Brand in der Wiener Innenstadt: Tatverdächtiger nicht geständig

Brandstiftung in Wiener Innenstadt: Tatverdächtiger nicht geständig
Brandstiftung in Wiener Innenstadt: Tatverdächtiger nicht geständig ©APA
Jener 44-jährige Mann, der im Zusammenhang mit dem Brand in der Wiener Innenstadt von Mittwochfrüh steht, wurde von der Polizei einvernommen und zeigt sich nicht geständig.
Einsatz beim Brand
17 Personen verletzt
Brand fordert Todesopfer
Feuer in der Innenstadt
Verdächtiger wird gesucht
Polizei nimmt 44-Jährigen fest
Verdächtiger noch nicht vernommen

Der 44-jährige Mann, der am Mittwoch in einem Wohnhaus an der Ecke Hoher Markt/Marc-Aurel-Straße in der Wiener Innenstadt Feuer gelegt haben soll, ist zur Brandstiftung nicht geständig.

Tatverdächtiger nicht geständig

Wie Polizeisprecherin Adina Mircioane am Freitagnachmittag der APA erklärte, behauptet er, in seiner Wohnung wäre es ohne sein Zutun zu einer Explosion gekommen.

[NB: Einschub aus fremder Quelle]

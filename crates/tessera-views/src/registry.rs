//! Locator → store registry with identity-stable caching.
//!
//! [`ViewRegistry`] holds at most one [`ViewEntry`] per locator. Resolving a
//! locator that is already attached returns the same `Arc<DataStore>`; an
//! unseen locator is connected through the [`ConnectionProvider`] exactly
//! once, even when several threads ask for it at the same moment.
//!
//! Connection attempts run on a helper thread and are abandoned after the
//! configured timeout. A store that arrives after its caller gave up is
//! closed and discarded.

use std::collections::HashMap;
use std::sync::mpsc::{self, RecvTimeoutError};
use std::sync::{Arc, Mutex, MutexGuard, PoisonError};
use std::thread;
use std::time::{Duration, Instant};

use tessera_store::{Closeable, DataStore, Gate};
use tessera_types::Locator;
use tracing::{debug, info, warn};

use crate::error::{ViewError, ViewResult};
use crate::provider::ConnectionProvider;

/// An attached view.
#[derive(Clone, Debug)]
pub struct ViewEntry {
    pub locator: Locator,
    pub store: Arc<DataStore>,
    /// Hidden views are tracked for lifecycle only.
    pub visible: bool,
    seq: u64,
}

/// Outcome of [`ViewRegistry::resolve`].
#[derive(Clone, Debug)]
pub struct Resolved {
    pub store: Arc<DataStore>,
    /// A new store was connected by this call.
    pub attached: bool,
    /// The view is visible now and was not visible before this call.
    pub became_visible: bool,
}

enum ViewSlot {
    Connecting(Arc<Gate>),
    Attached(ViewEntry),
}

#[derive(Default)]
struct RegistryState {
    slots: HashMap<Locator, ViewSlot>,
    next_seq: u64,
    closed: bool,
}

/// Settles a `Connecting` slot on every exit path so waiters always wake.
struct PendingConnect<'a> {
    registry: &'a ViewRegistry,
    locator: &'a Locator,
    gate: Arc<Gate>,
}

impl PendingConnect<'_> {
    fn owns(&self, state: &RegistryState) -> bool {
        matches!(state.slots.get(self.locator), Some(ViewSlot::Connecting(g)) if Arc::ptr_eq(g, &self.gate))
    }
}

impl Drop for PendingConnect<'_> {
    fn drop(&mut self) {
        {
            let mut state = self.registry.lock();
            if self.owns(&state) {
                state.slots.remove(self.locator);
            }
        }
        self.gate.open();
    }
}

/// Per-locator serialization handle.
///
/// Holding the guard from [`lock`](Self::lock) serializes attach, detach and
/// notification for one locator while leaving other locators free.
#[derive(Clone, Debug)]
pub struct LocatorLease(Arc<Mutex<()>>);

impl LocatorLease {
    pub fn lock(&self) -> MutexGuard<'_, ()> {
        self.0.lock().unwrap_or_else(PoisonError::into_inner)
    }
}

pub struct ViewRegistry {
    provider: Arc<dyn ConnectionProvider>,
    connect_timeout: Duration,
    state: Mutex<RegistryState>,
    leases: Mutex<HashMap<Locator, LocatorLease>>,
}

impl ViewRegistry {
    pub fn new(provider: Arc<dyn ConnectionProvider>, connect_timeout: Duration) -> Self {
        Self {
            provider,
            connect_timeout,
            state: Mutex::new(RegistryState::default()),
            leases: Mutex::new(HashMap::new()),
        }
    }

    fn lock(&self) -> MutexGuard<'_, RegistryState> {
        self.state.lock().unwrap_or_else(PoisonError::into_inner)
    }

    /// Lease used to serialize work on one locator.
    ///
    /// Hand the lease back with [`release_lease`](Self::release_lease) once
    /// its guard is dropped so idle locators do not accumulate.
    pub fn lock_locator(&self, locator: &Locator) -> LocatorLease {
        self.leases
            .lock()
            .unwrap_or_else(PoisonError::into_inner)
            .entry(locator.clone())
            .or_insert_with(|| LocatorLease(Arc::new(Mutex::new(()))))
            .clone()
    }

    /// Return a lease taken with [`lock_locator`](Self::lock_locator).
    ///
    /// The locator's entry is dropped when no other caller holds a clone.
    pub fn release_lease(&self, locator: &Locator, lease: LocatorLease) {
        let mut leases = self.leases.lock().unwrap_or_else(PoisonError::into_inner);
        let idle = matches!(leases.get(locator), Some(held) if Arc::ptr_eq(&held.0, &lease.0))
            && Arc::strong_count(&lease.0) == 2;
        if idle {
            leases.remove(locator);
        }
    }

    /// Number of locators with an outstanding lease.
    pub fn lease_count(&self) -> usize {
        self.leases
            .lock()
            .unwrap_or_else(PoisonError::into_inner)
            .len()
    }

    /// Return the store for `locator`, connecting it if it is not attached.
    ///
    /// Resolving an attached hidden view with `visible = true` promotes it;
    /// a visible view is never demoted.
    pub fn resolve(&self, locator: &Locator, visible: bool) -> ViewResult<Resolved> {
        let deadline = Instant::now() + self.connect_timeout;
        loop {
            let mut state = self.lock();
            if state.closed {
                return Err(ViewError::Closed);
            }
            let in_flight = match state.slots.get_mut(locator) {
                Some(ViewSlot::Attached(entry)) => {
                    let became_visible = visible && !entry.visible;
                    if became_visible {
                        entry.visible = true;
                        info!(view = %locator, "hidden view made visible");
                    }
                    return Ok(Resolved {
                        store: Arc::clone(&entry.store),
                        attached: false,
                        became_visible,
                    });
                }
                Some(ViewSlot::Connecting(gate)) => Some(Arc::clone(gate)),
                None => None,
            };

            match in_flight {
                Some(gate) => {
                    drop(state);
                    debug!(view = %locator, "waiting for in-flight connection");
                    let remaining = deadline.saturating_duration_since(Instant::now());
                    if !gate.wait_timeout(remaining) {
                        return Err(ViewError::connect_failed(
                            locator,
                            "timed out waiting for in-flight connection",
                        ));
                    }
                }
                None => {
                    let gate = Arc::new(Gate::new());
                    state
                        .slots
                        .insert(locator.clone(), ViewSlot::Connecting(Arc::clone(&gate)));
                    drop(state);

                    let pending = PendingConnect {
                        registry: self,
                        locator,
                        gate,
                    };
                    let connected = self.connect_bounded(locator);
                    return self.complete_connect(pending, visible, connected);
                }
            }
        }
    }

    /// Run the provider on a helper thread, giving up after the timeout.
    fn connect_bounded(&self, locator: &Locator) -> ViewResult<Arc<DataStore>> {
        let (tx, rx) = mpsc::sync_channel::<ViewResult<Arc<DataStore>>>(1);
        let provider = Arc::clone(&self.provider);
        let target = locator.clone();
        thread::Builder::new()
            .name(format!("tessera-connect-{}", locator.name()))
            .spawn(move || {
                let result = provider.connect(&target);
                if let Err(mpsc::SendError(Ok(store))) = tx.send(result) {
                    warn!(view = %target, "connection completed after deadline; discarding");
                    if let Err(e) = store.close() {
                        warn!(view = %target, error = %e, "failed to close late connection");
                    }
                }
            })
            .map_err(|e| ViewError::connect_failed(locator, format!("spawn failed: {e}")))?;

        match rx.recv_timeout(self.connect_timeout) {
            Ok(result) => result,
            Err(RecvTimeoutError::Timeout) => Err(ViewError::connect_failed(
                locator,
                format!("timed out after {:?}", self.connect_timeout),
            )),
            Err(RecvTimeoutError::Disconnected) => Err(ViewError::connect_failed(
                locator,
                "connection attempt aborted",
            )),
        }
    }

    fn complete_connect(
        &self,
        pending: PendingConnect<'_>,
        visible: bool,
        connected: ViewResult<Arc<DataStore>>,
    ) -> ViewResult<Resolved> {
        let locator = pending.locator;
        let mut state = self.lock();
        let store = match connected {
            Ok(store) => store,
            Err(e) => {
                if pending.owns(&state) {
                    state.slots.remove(locator);
                }
                warn!(view = %locator, error = %e, "view connection failed");
                return Err(e);
            }
        };

        if state.closed || !pending.owns(&state) {
            drop(state);
            if let Err(e) = store.close() {
                warn!(view = %locator, error = %e, "failed to close orphaned store");
            }
            return Err(ViewError::Closed);
        }

        let seq = state.next_seq;
        state.next_seq += 1;
        state.slots.insert(
            locator.clone(),
            ViewSlot::Attached(ViewEntry {
                locator: locator.clone(),
                store: Arc::clone(&store),
                visible,
                seq,
            }),
        );
        info!(view = %locator, visible, "view attached");
        Ok(Resolved {
            store,
            attached: true,
            became_visible: visible,
        })
    }

    /// Detach `locator` and return its entry. The store is not closed.
    pub fn remove(&self, locator: &Locator) -> Option<ViewEntry> {
        let mut state = self.lock();
        match state.slots.get(locator) {
            Some(ViewSlot::Attached(_)) => match state.slots.remove(locator) {
                Some(ViewSlot::Attached(entry)) => Some(entry),
                _ => None,
            },
            _ => None,
        }
    }

    /// The attached store for `locator`, visible or hidden.
    pub fn get(&self, locator: &Locator) -> Option<Arc<DataStore>> {
        match self.lock().slots.get(locator) {
            Some(ViewSlot::Attached(entry)) => Some(Arc::clone(&entry.store)),
            _ => None,
        }
    }

    pub fn contains(&self, locator: &Locator) -> bool {
        self.get(locator).is_some()
    }

    /// Every attached entry, in attach order.
    pub fn entries(&self) -> Vec<ViewEntry> {
        let state = self.lock();
        let mut entries: Vec<ViewEntry> = state
            .slots
            .values()
            .filter_map(|slot| match slot {
                ViewSlot::Attached(entry) => Some(entry.clone()),
                ViewSlot::Connecting(_) => None,
            })
            .collect();
        entries.sort_by_key(|entry| entry.seq);
        entries
    }

    /// Visible entries, in attach order.
    pub fn visible_entries(&self) -> Vec<ViewEntry> {
        self.entries().into_iter().filter(|e| e.visible).collect()
    }

    /// Snapshot of every attached store.
    pub fn stores(&self) -> Vec<Arc<DataStore>> {
        self.entries().into_iter().map(|e| e.store).collect()
    }

    pub fn len(&self) -> usize {
        self.entries().len()
    }

    pub fn is_empty(&self) -> bool {
        self.len() == 0
    }

    /// Close the registry and hand back every attached entry.
    ///
    /// Later resolves fail with [`ViewError::Closed`]. The stores are not
    /// closed here.
    pub fn drain(&self) -> Vec<ViewEntry> {
        let mut state = self.lock();
        state.closed = true;
        let attached: Vec<Locator> = state
            .slots
            .iter()
            .filter(|(_, slot)| matches!(slot, ViewSlot::Attached(_)))
            .map(|(locator, _)| locator.clone())
            .collect();
        let mut entries: Vec<ViewEntry> = attached
            .into_iter()
            .filter_map(|locator| match state.slots.remove(&locator) {
                Some(ViewSlot::Attached(entry)) => Some(entry),
                _ => None,
            })
            .collect();
        entries.sort_by_key(|entry| entry.seq);
        drop(state);
        self.leases
            .lock()
            .unwrap_or_else(PoisonError::into_inner)
            .retain(|_, lease| Arc::strong_count(&lease.0) > 1);
        entries
    }

    pub fn is_closed(&self) -> bool {
        self.lock().closed
    }
}

impl std::fmt::Debug for ViewRegistry {
    fn fmt(&self, f: &mut std::fmt::Formatter<'_>) -> std::fmt::Result {
        f.debug_struct("ViewRegistry")
            .field("views", &self.len())
            .field("connect_timeout", &self.connect_timeout)
            .finish()
    }
}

Der 44-Jährige schilderte bei einer ersten polizeilichen Befragung, er hätte am Mittwoch zunächst seine Mutter besucht und wäre dann mit seinem Hund spazieren gegangen. Als er an seiner Wohnung anlangte und diese aufsperren wollte, sei er in dem Moment, als er den Schlüssel ins Schloss stecken wollte, von der Explosion überrascht worden.

44-Jähriger im Spital

Die Kriminalisten haben sich bei der ersten Einvernahme des tatverdächtigen Werner C. sehr schwergetan haben. Dieser soll sich in einem psychisch labilen Zustand befinden und wurde daher auch in ein Spital und nicht in die Justizanstalt Wien-Josefstadt überstellt. Dort wird er mittlerweile von Justizwachebeamten überwacht. Ob über ihn die U-Haft verhängt wird, wird am Wochenende entschieden. Auf die Frage, weshalb er sich nach der Explosion von der Wohnhaus-Anlage entfernt habe, hatte der 44-Jährige laut Polizei erklärt, er wäre “im Schock davon gelaufen”. Der Mann war Donnerstag früh in der Löwengasse am Gehsteig liegend aufgegriffen worden. Er soll stark alkoholisiert und zunächst nicht ansprechbar gewesen sein.

23-Jährige bei Brand gestorben

In seinem im vierten Stock gelegenen Appartement war es am Mittwoch um 4.30 Uhr zu einer Explosion gekommen. Ersten Erkenntnissen zufolge war Benzin als Brandbeschleuniger verwendet worden. Nähere Aufschlüsse soll das Gutachten eines Brandsachverständigen erbringen. Der 44-Jährige hätte infolge erheblicher Mietrückstände am Mittwoch delogiert werden sollen.

Eine 23-jährige Nachbarin des Mannes war von einer umstürzenden Mauer erschlagen worden. 17 Personen wurden verletzt, davon wurden sieben vorübergehend stationär behandelt.